A University of Tennessee at Chattanooga student organization is being recognized for its service in the greater Chattanooga community.
The UTC National Association for the Advancement of Colored People student chapter has been selected for the 2023 Viola Mapp Membership Ruby Hurley Image Award from the Chattanooga-Hamilton County NAACP.
The Ruby Hurley Image Awards highlight those who work to build a viable community and serve as ambassadors from the local community. This year’s awards presentation, headlined by keynote speaker Dr. Penny Brown Reynolds—the U.S. Department of Agriculture’s deputy assistant secretary for civil rights—will take place on Thursday, Nov. 2, at the Chattanooga Convention Center.
The award winners were announced by Rev. Ann Pierre, president of the local NAACP branch.
UTC NAACP student chapter president Samara Graves said she was excited to learn the group had earned the recognition, saying that students don’t join the organization for the attention but rather for the opportunity to give back to the community.
“We don’t really post about the things that we do outside of campus because we’re not doing it to be seen—but simply because we care,” said Graves, a junior from Nashville majoring in psychology with a minor in political science. “The fact that people saw it meant a lot to us.
“It feels good to know that people see what we do on campus. People see the community service we put in. People see the effort.”
Graves said UTC NAACP provides service with a different focus every month, such as a Pink Week for breast cancer awareness, and that a lot of the students’ work involves “physically going out there and passing out what’s needed.”
“One of the things we did over the last year for Women’s History Month was passing out feminine bags—so pads, tampons, wipes, soap, feminine supplies, razors, just anything that you use in your day-to-day life that homeless people might not have,” she said. “We bag them up and we pass them out. We try to give out as much as possible.”
Sophomore Kaiya Walls, a pre-professional biology major from Clarksville, Tennessee, is chapter secretary, overseeing outreach to the organization’s 50-plus members.
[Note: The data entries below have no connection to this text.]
use std::{fmt, str::FromStr};

use anyhow::{anyhow, bail, Context, Result};
use geo::{Coord, MapCoords, MultiPolygon};
use proj4rs::{proj::Proj as Proj4, transform::transform};
use serde::{Deserialize, Deserializer, Serialize, Serializer};

/// Coordinate reference systems understood by the map.
#[derive(Debug, Clone, Copy, PartialEq, Eq, Hash)]
pub enum Crs {
    /// Geographic lon/lat in degrees (EPSG:4326).
    Wgs84,
    /// Spherical (Web) Mercator in meters (EPSG:3857).
    WebMercator,
}

impl Crs {
    #[inline]
    pub fn epsg(self) -> u32 {
        match self {
            Crs::Wgs84 => 4326,
            Crs::WebMercator => 3857,
        }
    }

    #[inline]
    pub fn is_geographic(self) -> bool { matches!(self, Crs::Wgs84) }

    /// PROJ.4 definition for this CRS (degrees → radians handled in code).
    #[inline]
    fn proj4(self) -> &'static str {
        match self {
            Crs::Wgs84 => "+proj=longlat +datum=WGS84 +no_defs +type=crs",
            Crs::WebMercator => "+proj=merc +a=6378137 +b=6378137 +lat_ts=0 +lon_0=0 +x_0=0 +y_0=0 +units=m +no_defs +type=crs",
        }
    }

    pub fn from_epsg(code: u32) -> Option<Self> {
        match code {
            4326 => Some(Crs::Wgs84),
            3857 | 900913 => Some(Crs::WebMercator),
            _ => None,
        }
    }
}

impl fmt::Display for Crs {
    fn fmt(&self, f: &mut fmt::Formatter<'_>) -> fmt::Result {
        write!(f, "EPSG:{}", self.epsg())
    }
}

impl FromStr for Crs {
    type Err = anyhow::Error;

    /// Accepts "EPSG:3857", "epsg:4326" or a bare code.
    fn from_str(s: &str) -> Result<Self> {
        let trimmed = s.trim();
        let code = trimmed
            .get(..5)
            .filter(|prefix| prefix.eq_ignore_ascii_case("epsg:"))
            .map_or(trimmed, |_| &trimmed[5..]);
        let code: u32 = code.parse()
            .with_context(|| format!("invalid CRS identifier {s:?}"))?;
        Crs::from_epsg(code).ok_or_else(|| anyhow!("unsupported CRS {s:?}; expected EPSG:4326 or EPSG:3857"))
    }
}

impl Serialize for Crs {
    fn serialize<S: Serializer>(&self, serializer: S) -> std::result::Result<S::Ok, S::Error> {
        serializer.collect_str(self)
    }
}

impl<'de> Deserialize<'de> for Crs {
    fn deserialize<D: Deserializer<'de>>(deserializer: D) -> std::result::Result<Self, D::Error> {
        let s = String::deserialize(deserializer)?;
        s.parse().map_err(serde::de::Error::custom)
    }
}

/// Reprojects coordinates between two CRSs.
pub struct Projector {
    from: Crs,
    to: Crs,
    src: Proj4,
    dst: Proj4,
}

impl fmt::Debug for Projector {
    fn fmt(&self, f: &mut fmt::Formatter<'_>) -> fmt::Result {
        f.debug_struct("Projector").field("from", &self.from).field("to", &self.to).finish()
    }
}

impl Projector {
    pub fn new(from: Crs, to: Crs) -> Result<Self> {
        let build = |crs: Crs| {
            Proj4::from_proj_string(crs.proj4())
                .with_context(|| anyhow!("failed to build PROJ.4 for {crs}: {}", crs.proj4()))
        };
        Ok(Self { from, to, src: build(from)?, dst: build(to)? })
    }

    /// Reproject a single coordinate. Geographic coordinates are in degrees.
    pub fn project(&self, coord: Coord<f64>) -> Result<Coord<f64>> {
        if self.from == self.to {
            return Ok(coord);
        }
        if !coord.x.is_finite() || !coord.y.is_finite() {
            bail!("cannot reproject non-finite coordinate ({}, {})", coord.x, coord.y);
        }

        let mut point = if self.from.is_geographic() {
            (coord.x.to_radians(), coord.y.to_radians(), 0.0)
        } else {
            (coord.x, coord.y, 0.0)
        };
        transform(&self.src, &self.dst, &mut point)
            .map_err(|e| anyhow!("{} → {} transform failed for ({}, {}): {e:?}", self.from, self.to, coord.x, coord.y))?;

        Ok(if self.to.is_geographic() {
            Coord { x: point.0.to_degrees(), y: point.1.to_degrees() }
        } else {
            Coord { x: point.0, y: point.1 }
        })
    }

    /// Reproject every vertex of a MultiPolygon.
    pub fn project_shape(&self, shape: &MultiPolygon<f64>) -> Result<MultiPolygon<f64>> {
        if self.from == self.to {
            return Ok(shape.clone());
        }
        shape.try_map_coords(|coord| self.project(coord))
    }
}
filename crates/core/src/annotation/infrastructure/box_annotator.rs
use crate::annotation::domain::frame_annotator::FrameAnnotator;
use crate::shared::constants::{BOX_BORDER_COLOR, BOX_BORDER_THICKNESS};
use crate::shared::frame::Frame;
use crate::shared::region::FaceRegion;

/// Draws a fixed-width rectangular border around each region.
///
/// Each region is clipped to the frame before drawing, so no pixel outside
/// `[0, width) × [0, height)` is ever touched. The border is drawn inside
/// the clipped rectangle; a region narrower than twice the thickness is
/// filled entirely.
pub struct BoxAnnotator {
    thickness: i32,
    color: [u8; 3],
}

impl BoxAnnotator {
    pub fn new(thickness: i32, color: [u8; 3]) -> Self {
        Self { thickness, color }
    }
}

impl Default for BoxAnnotator {
    fn default() -> Self {
        Self::new(BOX_BORDER_THICKNESS, BOX_BORDER_COLOR)
    }
}

impl FrameAnnotator for BoxAnnotator {
    fn annotate(&self, frame: &mut Frame, regions: &[FaceRegion]) {
        let fw = frame.width();
        let fh = frame.height();
        let channels = frame.channels();
        let data = frame.data_mut();

        for region in regions {
            let Some(r) = region.clip(fw, fh) else {
                continue;
            };

            let x1 = r.x;
            let y1 = r.y;
            let x2 = r.x + r.width;
            let y2 = r.y + r.height;
            let t = self.thickness;

            // Four border bands, each confined to the clipped rectangle.
            fill_band(data, fw, channels, &self.color, x1, x2, y1, (y1 + t).min(y2));
            fill_band(data, fw, channels, &self.color, x1, x2, (y2 - t).max(y1), y2);
            fill_band(data, fw, channels, &self.color, x1, (x1 + t).min(x2), y1, y2);
            fill_band(data, fw, channels, &self.color, (x2 - t).max(x1), x2, y1, y2);
        }
    }
}

fn fill_band(
    data: &mut [u8],
    frame_width: u32,
    channels: usize,
    color: &[u8; 3],
    x1: i32,
    x2: i32,
    y1: i32,
    y2: i32,
) {
    for y in y1..y2 {
        for x in x1..x2 {
            let idx = (y as usize * frame_width as usize + x as usize) * channels;
            for c in 0..channels {
                data[idx + c] = color[c.min(2)];
            }
        }
    }
}
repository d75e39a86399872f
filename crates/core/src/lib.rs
pub mod annotation;
pub mod capture;
pub mod detection;
pub mod pipeline;
pub mod shared;
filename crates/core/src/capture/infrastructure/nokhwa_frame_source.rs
use nokhwa::pixel_format::RgbFormat;
use nokhwa::utils::{CameraIndex, RequestedFormat, RequestedFormatType};
use nokhwa::Camera;

use crate::capture::domain::frame_source::{FrameSource, OpenError, ReadError};
use crate::shared::frame::{Frame, PixelFormat};

/// Webcam frame source backed by the `nokhwa` native capture backend.
///
/// Requests the highest native resolution and decodes every captured buffer
/// to tightly-packed RGB. Frames are stamped with a monotonically increasing
/// sequence index starting at 0 for each open.
pub struct NokhwaFrameSource {
    camera: Option<Camera>,
    next_index: u64,
}

// Safety: NokhwaFrameSource is only used from a single thread at a time —
// it is constructed, moved into the capture thread, and never shared.
unsafe impl Send for NokhwaFrameSource {}

impl NokhwaFrameSource {
    pub fn new() -> Self {
        Self {
            camera: None,
            next_index: 0,
        }
    }
}

impl Default for NokhwaFrameSource {
    fn default() -> Self {
        Self::new()
    }
}

impl FrameSource for NokhwaFrameSource {
    fn open(&mut self, device_index: u32) -> Result<(), OpenError> {
        let requested =
            RequestedFormat::new::<RgbFormat>(RequestedFormatType::AbsoluteHighestResolution);
        let mut camera = Camera::new(CameraIndex::Index(device_index), requested)
            .map_err(|e| OpenError::Device(e.to_string()))?;
        camera
            .open_stream()
            .map_err(|e| OpenError::Device(e.to_string()))?;

        log::info!(
            "opened camera {device_index}: {}x{} @ {} fps",
            camera.resolution().width(),
            camera.resolution().height(),
            camera.frame_rate()
        );

        self.camera = Some(camera);
        self.next_index = 0;
        Ok(())
    }

    fn read(&mut self) -> Result<Frame, ReadError> {
        let camera = self.camera.as_mut().ok_or(ReadError::Closed)?;

        let buffer = camera.frame().map_err(|e| ReadError::Frame(e.to_string()))?;
        let decoded = buffer
            .decode_image::<RgbFormat>()
            .map_err(|e| ReadError::Frame(e.to_string()))?;

        let (width, height) = decoded.dimensions();
        let frame = Frame::new(
            decoded.into_raw(),
            width,
            height,
            PixelFormat::Rgb,
            self.next_index,
        );
        self.next_index += 1;
        Ok(frame)
    }

    fn close(&mut self) {
        if let Some(mut camera) = self.camera.take() {
            if let Err(e) = camera.stop_stream() {
                log::warn!("failed to stop camera stream cleanly: {e}");
            }
        }
    }
}

#[cfg(test)]
mod tests {
    use super::*;

    #[test]
    fn test_read_before_open_is_closed() {
        let mut source = NokhwaFrameSource::new();
        assert!(matches!(source.read(), Err(ReadError::Closed)));
    }

    #[test]
    fn test_close_without_open_is_noop() {
        let mut source = NokhwaFrameSource::new();
        source.close();
        source.close();
        assert!(matches!(source.read(), Err(ReadError::Closed)));
    }
}
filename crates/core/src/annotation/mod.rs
pub mod domain;
pub mod infrastructure;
“The draw for me (to join UTC NAACP) was seeing how much everyone on the (executive board) before I joined really felt that they were growing as people,” Walls said. “I saw that a lot of people were doing things that would be out of their comfort zone, but they were doing it together—and then they would go off to do their own service projects as well.”
Walls said the service work she has participated in includes clothing drives, shoe drives and going to soup kitchens—and the importance of passing out items people need that often aren’t given to them.
“We also do canned drives for the community; we all go out and actually pass it out so that we know that it’s given to the actual people,” she said.
Brandalyn Shropshire, associate director of engagement in the UTC Office of Undergraduate Admissions, serves as the UTC NAACP staff adviser. As a student, she was one of the organization’s charter members when it was founded in the early 2000s.
“I think this recognition is wonderful for the students and it’s twofold,” Shropshire said. “I think it’s good because sometimes you do the work and you’re not sure if what you’re doing is being noticed or if it’s even effective. You never do service to be recognized, but to have someone say, “Hey, I see you,’ I think is major.
“For someone to take the time to acknowledge that and give them this award will motivate them to keep going. They keep expanding and they’ve really taken off.”
Viola Mapp and her husband, James, were longtime Chattanooga-based civil rights leaders and members of the Chattanooga branch of the NAACP—with James serving 16 years as president. In 1989, they were named the national NAACP organization’s 80th Anniversary Family of the Year.
The James R. Mapp Building on the UTC campus was dedicated in his honor in 2016.